- Court: Supreme Court of Canada
- Decided: [1982] 2 S.C.R. 819
- Plaintiff: Anthony Graat
- Citation: [1982] 2 S.C.R. 819

Court membership
- Judge sitting: Justice Dickson

Case opinions
- Lay persons may give opinion evidence under certain conditions

= Graat v R =

Judgement of the Supreme Court of Canada

Graat v R, [1982] 2 S.C.R. 819, is the leading case decided by the Supreme Court of Canada on the admissibility of opinion evidence. The Court held that lay persons may give opinion evidence, which is normally reserved only for expert witnesses, where the opinion so closely infers fact that it is a "compendious statement of fact". The determination is left to the discretion of the trial judge.

==Background==
Anthony Graat was pulled over by London, Ontario police. To the officers he appeared intoxicated and so was arrested for impaired driving. At the scene of the arrest Graat complained of chest pains and so was taken to the hospital. Due to the stop at the hospital the two-hour limit in which to get a breathalyzer test expired. At trial the only evidence the Crown could lead with was the testimony of the police officers. The defence tried to have the evidence excluded as opinion evidence.

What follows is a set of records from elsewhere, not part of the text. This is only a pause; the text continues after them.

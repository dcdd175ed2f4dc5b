//! # 美化输出工具
//!
//! 提供统一的终端输出样式。
//!
//! ## 依赖关系
//! - 被所有 `commands/` 模块与 `main.rs` 使用
//! - 使用 `colored` crate

use colored::Colorize;
use std::path::Path;

/// 打印成功消息
pub fn print_success(msg: &str) {
    println!("{} {}", "[OK]".green().bold(), msg);
}

/// 打印错误消息
pub fn print_error(msg: &str) {
    eprintln!("{} {}", "[ERR]".red().bold(), msg);
}

/// 打印警告消息
pub fn print_warning(msg: &str) {
    println!("{} {}", "[WARN]".yellow().bold(), msg);
}

/// 打印信息消息
pub fn print_info(msg: &str) {
    println!("{} {}", "[*]".blue().bold(), msg);
}

/// 打印跳过消息
pub fn print_skip(msg: &str) {
    println!("{} {}", "[SKIP]".dimmed(), msg);
}

/// 打印完成消息
pub fn print_done(msg: &str) {
    println!("{} {}", "[DONE]".green().bold(), msg);
}

/// 打印文件已保存
pub fn print_saved(what: &str, path: &Path) {
    println!(
        "{} {} {} {}",
        "[OK]".green().bold(),
        what.dimmed(),
        "->".cyan(),
        path.display()
    );
}

/// 打印一条可存活组合
pub fn print_survival(organism: &str, body: &str, altitude_km: f64) {
    println!(
        "  {} could survive in the atmosphere of {} at {} km",
        organism.green(),
        body.bold(),
        altitude_km
    );
}

/// 打印标题栏
pub fn print_header(title: &str) {
    let line = "─".repeat(60);
    println!("\n{}", line.dimmed());
    println!("  {}", title.bold());
    println!("{}\n", line.dimmed());
}

/// 打印分隔线
pub fn print_separator() {
    println!("{}", "─".repeat(60).dimmed());
}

Graat (1982) Supreme Court found: The witnesses all had an opportunity for personal observations. They were not deciding a matter for the court to decide as the weight of the evidence is entirely a matter for the judge who could accept all or part or none of their evidence.

==Reasons of the court==
Justice Dickson, writing for a unanimous court, held that the statements were admissible. Despite their experience, the police officers were not considered experts for determining intoxication and so were limited to giving testimony on observed facts. The trial judge however had discretion to admit certain types of opinion evidence where the distinction between opinion and fact are not clear. Dickson rejected the "ultimate issue" doctrine, which prohibits opinion evidence on matters that concern the ultimate legal issue of the trial.